Versioning: Data Package v2 or v1.1? #858

peterdesmet · 2023-12-20T13:03:03Z

Hi all, the communication on the Frictionless specs update names it v2 (version 2, see also #853 #857). The announcement blog post also states (emphasis mine):

The modular approach will of course still be the cornerstone of the Frictionless specs v2, and we won’t introduce any breaking changes.

I'm very happy no breaking changes will be introduced, I think that should be a guiding principle. But following semantic versioning, the specs update should then be a minor version. Given that all major specs† are currently v1, I would argue that the upcoming release is v1.1.

I understand that v2 indicates that there is serious momentum behind the current development (dedicated project, new website).

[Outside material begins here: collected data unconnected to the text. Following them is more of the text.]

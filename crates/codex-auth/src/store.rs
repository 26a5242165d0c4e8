//! Token storage for the authentication bundle
//!
//! Manages a single JSON file holding the current `AuthBundle`. All writes
//! use an atomic temp-file + fsync + rename so a crash mid-write leaves
//! either the old bundle or the new one, never a torn file. A tokio Mutex
//! serializes writers (login completion, request-time refresh, background
//! refresh, logout).

use std::path::{Path, PathBuf};

use tokio::io::AsyncWriteExt;
use tokio::sync::Mutex;
use tracing::{debug, info};

use crate::bundle::AuthBundle;
use crate::error::{Error, Result};

/// Thread-safe bundle file manager.
///
/// The in-memory copy is authoritative after `open`; reads clone it under a
/// short lock so request paths never touch the disk.
pub struct TokenStore {
    path: PathBuf,
    state: Mutex<Option<AuthBundle>>,
}

impl TokenStore {
    /// Open the store at `path`, loading the bundle if the file exists.
    ///
    /// A missing file is not an error: the store starts empty and `load`
    /// reports `NotFound` until a login completes.
    pub async fn open(path: PathBuf) -> Result<Self> {
        let state = match tokio::fs::read_to_string(&path).await {
            Ok(contents) => {
                let bundle: AuthBundle = serde_json::from_str(&contents)
                    .map_err(|e| Error::CredentialParse(format!("parsing auth file: {e}")))?;
                info!(
                    path = %path.display(),
                    account_id = %bundle.token_data.account_id,
                    "loaded auth bundle"
                );
                Some(bundle)
            }
            Err(e) if e.kind() == std::io::ErrorKind::NotFound => {
                info!(path = %path.display(), "auth file not found, login required");
                None
            }
            Err(e) => return Err(Error::Io(format!("reading auth file: {e}"))),
        };

        Ok(Self {
            path,
            state: Mutex::new(state),
        })
    }

    /// Path of the backing file.
    pub fn path(&self) -> &Path {
        &self.path
    }

    /// Return the current bundle or `NotFound`.
    pub async fn load(&self) -> Result<AuthBundle> {
        self.current()
            .await
            .ok_or_else(|| Error::NotFound("no authentication bundle stored".into()))
    }

    /// Clone of the current bundle, if any.
    pub async fn current(&self) -> Option<AuthBundle> {
        self.state.lock().await.clone()
    }

    /// Persist `bundle` and make it current, replacing whatever was there.
    pub async fn save(&self, bundle: AuthBundle) -> Result<()> {
        let mut state = self.state.lock().await;
        write_atomic(&self.path, &bundle).await?;
        debug!(account_id = %bundle.token_data.account_id, "saved auth bundle");
        *state = Some(bundle);
        Ok(())
    }

    /// Replace the bundle only if the current one still carries
    /// `expected_refresh_token`.
    ///
    /// Returns `false` (and writes nothing) when the session changed in the
    /// meantime, e.g. a logout or a fresh login raced a refresh.
    pub async fn replace_if_current(
        &self,
        expected_refresh_token: &str,
        bundle: AuthBundle,
    ) -> Result<bool> {
        let mut state = self.state.lock().await;
        let matches = state
            .as_ref()
            .is_some_and(|b| b.token_data.refresh_token == expected_refresh_token);
        if !matches {
            debug!("auth bundle changed during refresh, discarding result");
            return Ok(false);
        }
        write_atomic(&self.path, &bundle).await?;
        *state = Some(bundle);
        Ok(true)
    }

    /// Remove the bundle from memory and disk.
    ///
    /// Returns whether a bundle was present.
    pub async fn clear(&self) -> Result<bool> {
        let mut state = self.state.lock().await;
        let had_bundle = state.take().is_some();
        match tokio::fs::remove_file(&self.path).await {
            Ok(()) => {}
            Err(e) if e.kind() == std::io::ErrorKind::NotFound => {}
            Err(e) => return Err(Error::Io(format!("removing auth file: {e}"))),
        }
        if had_bundle {
            info!(path = %self.path.display(), "cleared auth bundle");
        }
        Ok(had_bundle)
    }
}

/// Write the bundle to a file atomically.
///
/// Writes and fsyncs a temporary file in the same directory, then renames it
/// over the target. Permissions are 0600 since the file holds OAuth tokens.
async fn write_atomic(path: &Path, bundle: &AuthBundle) -> Result<()> {
    let json = serde_json::to_vec_pretty(bundle)
        .map_err(|e| Error::CredentialParse(format!("serializing auth bundle: {e}")))?;

    let dir = match path.parent() {
        Some(dir) if !dir.as_os_str().is_empty() => dir.to_path_buf(),
        _ => PathBuf::from("."),
    };
    tokio::fs::create_dir_all(&dir)
        .await
        .map_err(|e| Error::Io(format!("creating auth directory: {e}")))?;

    let tmp_path = dir.join(format!(".auth.tmp.{}", std::process::id()));

    let mut file = tokio::fs::File::create(&tmp_path)
        .await
        .map_err(|e| Error::Io(format!("creating temp auth file: {e}")))?;

    #[cfg(unix)]
    {
        use std::os::unix::fs::PermissionsExt;
        let perms = std::fs::Permissions::from_mode(0o600);
        tokio::fs::set_permissions(&tmp_path, perms)
            .await
            .map_err(|e| Error::Io(format!("setting auth file permissions: {e}")))?;
    }

    file.write_all(&json)
        .await
        .map_err(|e| Error::Io(format!("writing temp auth file: {e}")))?;
    file.sync_all()
        .await
        .map_err(|e| Error::Io(format!("syncing temp auth file: {e}")))?;
    drop(file);

    tokio::fs::rename(&tmp_path, path)
        .await
        .map_err(|e| Error::Io(format!("renaming temp auth file: {e}")))?;

    debug!(path = %path.display(), "persisted auth bundle");
    Ok(())
}

#[cfg(test)]
mod tests {
    use super::*;
    use crate::bundle::test_support::bundle;
    use std::sync::Arc;
    use std::time::Duration;

    const HOUR: Duration = Duration::from_secs(3600);

    #[tokio::test]
    async fn missing_file_loads_not_found() {
        let dir = tempfile::tempdir().unwrap();
        let store = TokenStore::open(dir.path().join("auth.json")).await.unwrap();
        assert!(matches!(store.load().await, Err(Error::NotFound(_))));
        assert!(!dir.path().join("auth.json").exists());
    }

    #[tokio::test]
    async fn roundtrip_save_open() {
        let dir = tempfile::tempdir().unwrap();
        let path = dir.path().join("auth.json");

        let store = TokenStore::open(path.clone()).await.unwrap();
        let saved = bundle("1", HOUR);
        store.save(saved.clone()).await.unwrap();

        let reopened = TokenStore::open(path).await.unwrap();
        assert_eq!(reopened.load().await.unwrap(), saved);
    }

    #[tokio::test]
    async fn corrupt_file_is_a_parse_error() {
        let dir = tempfile::tempdir().unwrap();
        let path = dir.path().join("auth.json");
        tokio::fs::write(&path, "{not json").await.unwrap();

        let result = TokenStore::open(path).await;
        assert!(matches!(result, Err(Error::CredentialParse(_))));
    }

    #[tokio::test]
    async fn replace_if_current_rejects_stale_refresh_token() {
        let dir = tempfile::tempdir().unwrap();
        let store = TokenStore::open(dir.path().join("auth.json")).await.unwrap();
        store.save(bundle("a", HOUR)).await.unwrap();

        let replaced = store
            .replace_if_current("rt_other", bundle("b", HOUR))
            .await
            .unwrap();
        assert!(!replaced);
        assert_eq!(store.load().await.unwrap().token_data.access_token, "at_a");

        let replaced = store
            .replace_if_current("rt_a", bundle("b", HOUR))
            .await
            .unwrap();
        assert!(replaced);
        assert_eq!(store.load().await.unwrap().token_data.access_token, "at_b");
    }

    #[tokio::test]
    async fn replace_after_clear_does_not_resurrect() {
        let dir = tempfile::tempdir().unwrap();
        let path = dir.path().join("auth.json");
        let store = TokenStore::open(path.clone()).await.unwrap();
        store.save(bundle("a", HOUR)).await.unwrap();

        assert!(store.clear().await.unwrap());
        assert!(!path.exists());

        let replaced = store
            .replace_if_current("rt_a", bundle("b", HOUR))
            .await
            .unwrap();
        assert!(!replaced);
        assert!(store.current().await.is_none());
        assert!(!path.exists());
    }

    #[tokio::test]
    async fn clear_on_empty_store_is_ok() {
        let dir = tempfile::tempdir().unwrap();
        let store = TokenStore::open(dir.path().join("auth.json")).await.unwrap();
        assert!(!store.clear().await.unwrap());
    }

    #[cfg(unix)]
    #[tokio::test]
    async fn file_permissions_are_0600() {
        use std::os::unix::fs::PermissionsExt;

        let dir = tempfile::tempdir().unwrap();
        let path = dir.path().join("auth.json");
        let store = TokenStore::open(path.clone()).await.unwrap();
        store.save(bundle("1", HOUR)).await.unwrap();

        let mode = tokio::fs::metadata(&path).await.unwrap().permissions().mode() & 0o777;
        assert_eq!(mode, 0o600, "auth file must be 0600, got {mode:o}");
    }

    #[tokio::test]
    async fn concurrent_saves_leave_valid_file() {
        let dir = tempfile::tempdir().unwrap();
        let path = dir.path().join("auth.json");
        let store = Arc::new(TokenStore::open(path.clone()).await.unwrap());

        let mut handles = vec![];
        for i in 0..10 {
            let store = store.clone();
            handles.push(tokio::spawn(async move {
                store.save(bundle(&i.to_string(), HOUR)).await.unwrap();
            }));
        }
        for h in handles {
            h.await.unwrap();
        }

        let contents = tokio::fs::read_to_string(&path).await.unwrap();
        let on_disk: AuthBundle = serde_json::from_str(&contents).unwrap();
        assert_eq!(on_disk, store.load().await.unwrap());
    }
}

But to anyone who's not closely following Frictionless v2 seems like it is a major overhaul without backward compatibility. A v1.1 would (correctly) communicate that while Data Package is now its own standard and most things will work as expected. It also sets us on a path to incorporate more changes in future (minor) releases.

Sidenote: will we version Data Package (the collection of standards) as a whole or will the 4 standards be versioned separately (current approach)? I see benefits and downsides with both approaches.

†All major specs are v1: Data Package, Tabular Data Package, Data Resource, Tabular Data Resource and Table Schema. The exception is CSV Dialect which is v1.2, but it seems this one is renamed to Table dialect so one could argue to start over. Some of the other experimental specs (like Fiscal Package or Views) have other version numbers like 1.0-rc.1 and 1.0-beta.

The text was updated successfully, but these errors were encountered:

khusmann · 2023-12-21T23:40:49Z

+1 -- When I heard the v2 announcement, I immediately assumed it would include breaking changes and was surprised to find it was going to be backwards compatible.

Was v2 chosen because v1.1 felt like it wasn't communicating enough "distance" from v1.0 given the new website, dplib, etc.? If so, a jump to v1.5 might be another option to create separation before/after this initiative, which I would interpret as "major overhaul but no breaking changes".

... that said my opinion isn't very strong on this, so I'm happy to defer to whatever strategy has the most consensus/momentum.

Sidenote: will we version Data Package (the collection of standards) as a whole or will the 4 standards be versioned separately (current approach)? I see benefits and downsides with both approaches.

I think this is an excellent question and definitely warrants further discussion. How it is handled seems intertwined with the standard's governance structure / processes moving forward... Is this the sort of thing we want to/are planning to cover in the working group?

nichtich · 2023-12-22T05:48:59Z

I would not be surprised if there will be an edge case of some artificial piece of data being compliant with 1.0 but not with the new version because the existing wording allows things not planned to be allowed. Moreover I think a version 2.0 will more attract than discourage use.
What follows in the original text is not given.